Volume and symplectic structure for l-adic local systems

TL;DR

This paper introduces a notion of volume and a symplectic structure for l-adic local systems on algebraic curves, drawing analogies with 3-manifold invariants and exploring Galois actions and descent loci.

Contribution

It defines a new volume concept and symplectic form for l-adic local systems, and studies Galois actions, descent loci, and associated invariants in this arithmetic setting.

Findings

Galois group acts by conformal symplectomorphisms on the deformation space

The descent locus is characterized as the critical set of rigid analytic functions

Vanishing cycles provide additional invariants for the local systems

Abstract

We introduce a notion of volume for an l-adic local system over an algebraic curve and, under some conditions, give a symplectic form on the rigid analytic deformation space of the corresponding geometric local system.

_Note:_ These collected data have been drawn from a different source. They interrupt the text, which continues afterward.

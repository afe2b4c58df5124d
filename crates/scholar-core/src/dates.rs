//! Lenient decoding of dates and flags in stored scholar documents.
//!
//! Scholar profiles are schemaless JSON documents and older records may carry
//! dates as RFC 3339 strings, bare `YYYY-MM-DD` dates, epoch milliseconds, or
//! garbage, and flags as `null`. Anything that cannot be read decodes to a
//! neutral value so that one bad field never poisons the whole document.

use chrono::{DateTime, NaiveDate, Utc};
use serde::{Deserialize, Deserializer};
use serde_json::Value;

/// Parse a timestamp string, accepting RFC 3339 or a bare calendar date
/// (interpreted as midnight UTC).
pub fn parse_timestamp(s: &str) -> Option<DateTime<Utc>> {
  let s = s.trim();
  if let Ok(dt) = DateTime::parse_from_rfc3339(s) {
    return Some(dt.with_timezone(&Utc));
  }
  NaiveDate::parse_from_str(s, "%Y-%m-%d")
    .ok()
    .and_then(|d| d.and_hms_opt(0, 0, 0))
    .map(|naive| naive.and_utc())
}

/// Interpret an arbitrary JSON value as a timestamp.
pub fn timestamp_from_value(value: &Value) -> Option<DateTime<Utc>> {
  match value {
    Value::String(s) => parse_timestamp(s),
    Value::Number(n) => n.as_i64().and_then(DateTime::from_timestamp_millis),
    _ => None,
  }
}

/// `deserialize_with` adapter for `Option<DateTime<Utc>>` fields. Pair it with
/// `#[serde(default)]` so absent fields also decode to `None`.
pub fn lenient<'de, D>(de: D) -> Result<Option<DateTime<Utc>>, D::Error>
where
  D: Deserializer<'de>,
{
  let raw = Option::<Value>::deserialize(de)?;
  Ok(raw.as_ref().and_then(timestamp_from_value))
}

/// `deserialize_with` adapter for `bool` flags: only a JSON `true` is true;
/// `null`, strings, numbers and the like decode to `false`.
pub fn lenient_flag<'de, D>(de: D) -> Result<bool, D::Error>
where
  D: Deserializer<'de>,
{
  let raw = Option::<Value>::deserialize(de)?;
  Ok(matches!(raw, Some(Value::Bool(true))))
}
//! Handlers for department events and their comment threads.
//!
//! | Method   | Path                  | Notes |
//! |----------|-----------------------|-------|
//! | `GET`    | `/events`             | `?upcoming=true` hides past events |
//! | `POST`   | `/events`             | Admins and supervisors |
//! | `GET`    | `/events/:id`         | Event with its comments |
//! | `DELETE` | `/events/:id`         | Admin or creator |
//! | `GET`    | `/events/:id/comments`| Oldest first |
//! | `POST`   | `/events/:id/comments`| Any signed-in user |

use std::sync::Arc;

use axum::{
  Extension, Json,
  extract::{Path, Query, State},
  http::StatusCode,
  response::IntoResponse,
};
use chrono::{DateTime, Utc};
use scholar_core::{
  access::{self, Actor},
  forum::{Comment, Event, NewEvent},
  store::PortalStore,
};
use serde::{Deserialize, Serialize};
use uuid::Uuid;

use crate::error::{ApiError, allow, require};

async fn load<S: PortalStore>(store: &S, id: Uuid) -> Result<Event, ApiError> {
  store
    .get_event(id)
    .await
    .map_err(ApiError::store)?
    .ok_or_else(|| ApiError::NotFound(format!("event {id} not found")))
}

// ─── List ─────────────────────────────────────────────────────────────────────

#[derive(Debug, Deserialize, Default)]
pub struct ListParams {
  #[serde(default)]
  pub upcoming: bool,
}

/// `GET /events[?upcoming=true]`
pub async fn list<S>(
  State(store): State<Arc<S>>,
  Extension(_actor): Extension<Actor>,
  Query(params): Query<ListParams>,
) -> Result<Json<Vec<Event>>, ApiError>
where
  S: PortalStore,
{
  let after = params.upcoming.then(Utc::now);
  let events = store.list_events(after).await.map_err(ApiError::store)?;
  Ok(Json(events))
}

// ─── Create ───────────────────────────────────────────────────────────────────

#[derive(Debug, Deserialize)]
pub struct CreateBody {
  pub title:       String,
  #[serde(default)]
  pub description: String,
  pub starts_at:   DateTime<Utc>,
  #[serde(default)]
  pub location:    Option<String>,
}

/// `POST /events`: returns 201 + the event.
pub async fn create<S>(
  State(store): State<Arc<S>>,
  Extension(actor): Extension<Actor>,
  Json(body): Json<CreateBody>,
) -> Result<impl IntoResponse, ApiError>
where
  S: PortalStore,
{
  allow(access::can_create_event(&actor))?;
  require("title", &body.title)?;

  let event = store
    .create_event(NewEvent {
      title:       body.title.trim().to_owned(),
      description: body.description,
      starts_at:   body.starts_at,
      location:    body.location,
      created_by:  actor.user_id,
    })
    .await
    .map_err(ApiError::store)?;

  tracing::info!(event_id = %event.event_id, "event created");
  Ok((StatusCode::CREATED, Json(event)))
}

// ─── Get one ──────────────────────────────────────────────────────────────────

#[derive(Debug, Serialize)]
pub struct EventDetail {
  #[serde(flatten)]
  pub event:    Event,
  pub comments: Vec<Comment>,
}

/// `GET /events/:id`
pub async fn get_one<S>(
  State(store): State<Arc<S>>,
  Extension(_actor): Extension<Actor>,
  Path(id): Path<Uuid>,
) -> Result<Json<EventDetail>, ApiError>
where
  S: PortalStore,
{
  let event = load(store.as_ref(), id).await?;
  let comments = store.list_comments(id).await.map_err(ApiError::store)?;
  Ok(Json(EventDetail { event, comments }))
}

// ─── Delete ───────────────────────────────────────────────────────────────────

/// `DELETE /events/:id`: comments go with it.
pub async fn remove<S>(
  State(store): State<Arc<S>>,
  Extension(actor): Extension<Actor>,
  Path(id): Path<Uuid>,
) -> Result<StatusCode, ApiError>
where
  S: PortalStore,
{
  let event = load(store.as_ref(), id).await?;
  allow(access::can_delete_event(&actor, &event))?;
  store.delete_event(id).await.map_err(ApiError::store)?;

  tracing::info!(event_id = %id, "event deleted");
  Ok(StatusCode::NO_CONTENT)
}

// ─── Comments ─────────────────────────────────────────────────────────────────

/// `GET /events/:id/comments`
pub async fn list_comments<S>(
  State(store): State<Arc<S>>,
  Extension(_actor): Extension<Actor>,
  Path(id): Path<Uuid>,
) -> Result<Json<Vec<Comment>>, ApiError>
where
  S: PortalStore,
{
  load(store.as_ref(), id).await?;
  let comments = store.list_comments(id).await.map_err(ApiError::store)?;
  Ok(Json(comments))
}

#[derive(Debug, Deserialize)]
pub struct CommentBody {
  pub body: String,
}

/// `POST /events/:id/comments`: returns 201 + the comment.
pub async fn add_comment<S>(
  State(store): State<Arc<S>>,
  Extension(actor): Extension<Actor>,
  Path(id): Path<Uuid>,
  Json(body): Json<CommentBody>,
) -> Result<impl IntoResponse, ApiError>
where
  S: PortalStore,
{
  require("body", &body.body)?;
  load(store.as_ref(), id).await?;
  let comment = store
    .add_comment(id, actor.user_id, body.body)
    .await
    .map_err(ApiError::store)?;
  Ok((StatusCode::CREATED, Json(comment)))
}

These constructions can be viewed as arithmetic analogues of the volume and the Chern-Simons invariants of a representation of the fundamental group of a 3-manifold which fibers over the circle and of the symplectic form on the character varieties of a Riemann surface. We show that the absolute Galois group acts on the deformation space by conformal symplectomorphisms which extend to an l-adic analytic flow. We also prove that the locus of the deformation space over which the local system suitably descends is the critical set of a collection of rigid analytic functions. The vanishing cycles of these functions give additional invariants.